Told in prose poetry this short novel is based on the long standing affair between George Barker and Smart. If you are looking to go on an emotional rollercoaster then pick this up and have a read but be prepared to be wonderfully drained by the end.
March 2010 Guest Editor Susan Fletcher on By Grand Central Station I Sat Down and Wept...
I'll never be able to say that I enjoyed this novel. But no other book has had such force to it, or stayed in mind for so long afterwards. It is a slim book - a novella, really - but it is packed with all the passion, fear and anguish that Smart felt during her long affair with the married poet George Barker. Her story is tragic and awesome. Their affair lasted for decades, and Smart bore Barker four children - but he never left his wife, who knew of the affair. Her language is extraordinary - too dense, in places, for me to understand, but there are also many lines or expressions which are unbearably tender, or which bite very hard. It is, in many ways, an exhausting read - but it makes this list for being so wild and emotionally charged. It's an unforgettable book.
By Grand Central Station I Sat Down and Wept Synopsis
Elizabeth Smart's passionate fictional account of her intense love-affair with the poet George Barker, described by Angela Carter as 'Like Madame Bovary blasted by lightening … A masterpiece'.
One day, while browsing in a London bookshop, Elizabeth Smart chanced upon a slim volume of poetry by George Barker - and fell passionately in love with him through the printed word.
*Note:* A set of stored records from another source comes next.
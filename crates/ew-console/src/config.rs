/*
[INPUT]:  YAML files under the config dir and EWC_* environment variables
[OUTPUT]: Parsed console configuration
[POS]:    Configuration layer - auth, bridge, storage and prompt defaults
[UPDATE]: When adding new configuration options
*/

use std::path::{Path, PathBuf};
use std::time::Duration;

use anyhow::{Context, Result};
use config::{Config, Environment, File};
use ew_console_adapter::auth::identity_toolkit::{
    DEFAULT_CUSTOM_TOKEN_AUDIENCE, DEFAULT_IDENTITY_BASE_URL,
};
use serde::{Deserialize, Serialize};

const ENV_PREFIX: &str = "EWC";

/// Top-level configuration for the console
#[derive(Debug, Clone, Deserialize, Serialize)]
pub struct ConsoleConfig {
    /// Environment label shown in the session header
    #[serde(default = "default_env")]
    pub env: String,
    #[serde(default)]
    pub auth: AuthConfig,
    #[serde(default)]
    pub bridge: BridgeConfig,
    #[serde(default)]
    pub storage: StorageConfig,
    #[serde(default)]
    pub defaults: PromptDefaults,
}

/// Identity provider settings
#[derive(Debug, Clone, Deserialize, Serialize)]
pub struct AuthConfig {
    /// Auth client id handed to the embedded wallet SDK
    #[serde(default)]
    pub client_id: String,
    /// Subject whose ID token authenticates SDK calls
    #[serde(default)]
    pub subject_uid: String,
    #[serde(default)]
    pub api_key: String,
    /// Service account JSON used to sign custom tokens
    #[serde(default)]
    pub service_account_path: Option<PathBuf>,
    #[serde(default = "default_identity_base_url")]
    pub identity_base_url: String,
    #[serde(default = "default_custom_token_audience")]
    pub custom_token_audience: String,
}

impl Default for AuthConfig {
    fn default() -> Self {
        Self {
            client_id: String::new(),
            subject_uid: String::new(),
            api_key: String::new(),
            service_account_path: None,
            identity_base_url: default_identity_base_url(),
            custom_token_audience: default_custom_token_audience(),
        }
    }
}

/// SDK bridge settings
#[derive(Debug, Clone, Deserialize, Serialize)]
pub struct BridgeConfig {
    #[serde(default = "default_bridge_url")]
    pub base_url: String,
    #[serde(default = "default_timeout_secs")]
    pub timeout_secs: u64,
    /// Default answer for "Enable SDK logs?"
    #[serde(default)]
    pub sdk_logs: bool,
}

impl BridgeConfig {
    pub fn timeout(&self) -> Duration {
        Duration::from_secs(self.timeout_secs)
    }
}

impl Default for BridgeConfig {
    fn default() -> Self {
        Self {
            base_url: default_bridge_url(),
            timeout_secs: default_timeout_secs(),
            sdk_logs: false,
        }
    }
}

#[derive(Debug, Clone, Deserialize, Serialize)]
pub struct StorageConfig {
    #[serde(default = "default_storage_dir")]
    pub dir: PathBuf,
}

impl Default for StorageConfig {
    fn default() -> Self {
        Self {
            dir: default_storage_dir(),
        }
    }
}

/// Defaults offered by key backup/recovery prompts
#[derive(Debug, Clone, Default, Deserialize, Serialize)]
pub struct PromptDefaults {
    #[serde(default)]
    pub passphrase: Option<String>,
    #[serde(default)]
    pub passphrase_id: Option<String>,
}

fn default_env() -> String {
    "default".to_string()
}

fn default_identity_base_url() -> String {
    DEFAULT_IDENTITY_BASE_URL.to_string()
}

fn default_custom_token_audience() -> String {
    DEFAULT_CUSTOM_TOKEN_AUDIENCE.to_string()
}

fn default_bridge_url() -> String {
    "http://127.0.0.1:8787".to_string()
}

fn default_timeout_secs() -> u64 {
    60
}

fn default_storage_dir() -> PathBuf {
    PathBuf::from("./storage")
}

impl Default for ConsoleConfig {
    fn default() -> Self {
        Self {
            env: default_env(),
            auth: AuthConfig::default(),
            bridge: BridgeConfig::default(),
            storage: StorageConfig::default(),
            defaults: PromptDefaults::default(),
        }
    }
}

impl ConsoleConfig {
    /// Load `default.yaml`, then `<env>.yaml`, then `EWC_*` variables
    ///
    /// `default.yaml` is optional; a named environment file must exist.
    pub fn load(config_dir: &Path, env: Option<&str>) -> Result<Self> {
        let mut builder = Config::builder()
            .add_source(File::from(config_dir.join("default.yaml")).required(false));

        if let Some(env) = env {
            let env_file = config_dir.join(format!("{env}.yaml"));
            builder = builder.add_source(File::from(env_file.as_path()).required(true));
            builder = builder.set_override("env", env)?;
        }

        let config = builder
            .add_source(
                Environment::with_prefix(ENV_PREFIX)
                    .prefix_separator("_")
                    .separator("__")
                    .try_parsing(true),
            )
            .build()
            .with_context(|| format!("load configuration from {}", config_dir.display()))?;

        config
            .try_deserialize()
            .context("parse console configuration")
    }

    /// Parse a single YAML document
    pub fn from_yaml(content: &str) -> Result<Self> {
        serde_yaml::from_str(content).context("parse console configuration")
    }

    pub fn wallet_ids_path(&self) -> PathBuf {
        self.storage.dir.join("WALLET_IDS.txt")
    }

    pub fn device_id_path(&self) -> PathBuf {
        self.storage.dir.join("LATEST_DEVICE_ID.txt")
    }
}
Eventually they communicated directly and, as a result of Barker's impecunious circumstances, Elizabeth Smart flew both him and his wife from Japan, where he was teaching, to join her in the United States. Thus began one of the most extraordinary, intense and ultimately tragic love affairs of our time. They never married but Elizabeth bore George Barker four children and their relationship provided the impassioned inspiration for one of the most moving and immediate chronicles of a love affair ever written - By Grand Central Station I Sat Down and Wept.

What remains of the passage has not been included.